Il y a trois buts pour un modèle statistique, selon Konishi & Kitagawa. [4] pour de nombreuses infections, y compris la rougeole, les bébés ne sont pas nés dans le compartiment sensible, mais sont immunisés contre la maladie pendant les premiers mois de la vie en raison de la protection contre les anticorps maternels (transmis à travers le placenta et en plus par le colostrum ). C`est ce qu`on appelle l`immunité passive. Ce détail supplémentaire peut être montré en incluant une classe M (pour l`immunité dérivée de la maternité) au début du modèle simulation est un outil puissant pour évaluer l`ajustement du modèle (Gelman & Hill, 2007; Kéry, 2010; Zuur & Ieno, 2016), mais est rarement utilisé. La prémisse ici est simple: lors de la simulation d`une variable de réponse à partir d`un ensemble donné d`estimations de paramètres (un modèle), l`ajustement du modèle à ces données de réponse «idéales» simulées devrait être comparable à l`ajustement du modèle à la variable de réponse réelle (Kéry, 2010). Chaque itération génère un jeu de données simulé qui permet de calculer une statistique d`intérêt telle que la somme des valeurs résiduelles carrées (Kéry, 2010), la statistique de surdispersion (Harrison, 2014) ou le pourcentage de zéros pour un modèle de poisson (zuur & Ieno, 2016). Si le modèle est un bon ajustement, après un nombre suffisamment élevé d`itérations (par exemple 10 000), la distribution de cette statistique devrait englober la statistique observée dans les données réelles. Des écarts significatifs en dehors de cette distribution indiquent que le modèle est un mauvais ajustement (Kéry, 2010). La figure 3 montre un exemple d`utilisation de la simulation pour évaluer l`ajustement d`une GLMM de poisson. Après avoir ajusté un GLMM pour compter les données, nous souhaitera peut-être vérifier la surdispersion et/ou l`inflation zéro, dont la présence pourrait suggérer que nous devons ajuster notre stratégie de modélisation. La simulation de 10 000 jeux de données à partir de notre modèle révèle que la proportion de zéros dans notre véritable donnée est comparable à une attente simulée (Fig. 3A). Inversement, en simulant des jeux de données 1 000 et en réajustant notre modèle à chaque DataSet, nous voyons que la somme des valeurs résiduelles de Pearson au carré pour la donnée réelle est beaucoup plus grande que l`attente simulée (Fig.

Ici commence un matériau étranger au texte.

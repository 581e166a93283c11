//! Data provider traits and structured error types.
//!
//! `DataProvider` abstracts over kline sources and `UniverseProvider` over
//! instrument listings, so the ingest loop can run against the live service
//! or an in-memory mock in tests.

use crate::domain::{Instrument, TradeDate};
use thiserror::Error;

/// Structured error types for data operations.
#[derive(Debug, Error)]
pub enum DataError {
    #[error("request to {url} failed after {attempts} attempts: {reason}")]
    RetriesExhausted {
        url: String,
        attempts: u32,
        reason: String,
    },

    #[error("response format changed: {0}")]
    ResponseFormatChanged(String),

    #[error("store error: {0}")]
    StoreError(String),

    #[error("csv error: {0}")]
    Csv(#[from] csv::Error),

    #[error("data error: {0}")]
    Other(String),
}

/// The `data` object of one kline response.
///
/// `klines` holds the raw comma-joined rows; `meta` holds every other key of
/// the object (already stringified), in the order the response listed them.
#[derive(Debug, Clone, Default, PartialEq)]
pub struct KlinePayload {
    pub klines: Vec<String>,
    pub meta: Vec<(String, String)>,
}

impl KlinePayload {
    /// True when the response carried neither rows nor metadata.
    pub fn is_empty(&self) -> bool {
        self.klines.is_empty() && self.meta.is_empty()
    }
}

/// Source of daily klines for a single instrument.
pub trait DataProvider {
    /// Human-readable name of this provider.
    fn name(&self) -> &str;

    /// Fetch klines in `[begin, end]`.
    ///
    /// `Ok(None)` means the source answered but had no data object.
    fn fetch_klines(
        &self,
        instrument: &Instrument,
        begin: TradeDate,
        end: TradeDate,
    ) -> Result<Option<KlinePayload>, DataError>;
}

/// Source of the instrument universe.
pub trait UniverseProvider {
    /// List instruments, stopping once `max` have been collected.
    fn list_instruments(&self, max: Option<usize>) -> Result<Vec<Instrument>, DataError>;
}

3B), ce qui donne des preuves de surdispersion (Harrison, 2014). Nous pouvons utiliser la distribution de fréquence simulée de cette statistique d`essai pour dériver une moyenne et un intervalle de confiance de 95% pour la surdispersion en calculant le rapport de notre statistique de test aux valeurs simulées (Harrison, 2014). La statistique de dispersion de notre modèle est de 3,16 (95% CI [- Ainsi, les simulations nous ont permis de conclure que notre modèle est surdispersé, mais que cette surdispersion n`est pas due à une inflation nulle. Tous les codes R pour reproduire ces simulations sont fournis dans le Figshare: DOI 10.6084/M9. figshare. 5173396. Comprendre si votre conception expérimentale/échantillonnage appelle à des effets aléatoires imbriqués ou croisés n`est pas toujours simple, mais il peut aider à visualiser la conception expérimentale en la dessinant (voir Schielzeth & Nakagawa, 2013; Fig. 1), ou tabuler vos observations par ces facteurs de regroupement (par exemple avec la commande`table`dans R) pour identifier la façon dont vos données sont distribuées.

Nous préconisons que les chercheurs veillent toujours à ce que leurs niveaux de variables de regroupement d`effets aléatoires soient étiquetés de manière unique.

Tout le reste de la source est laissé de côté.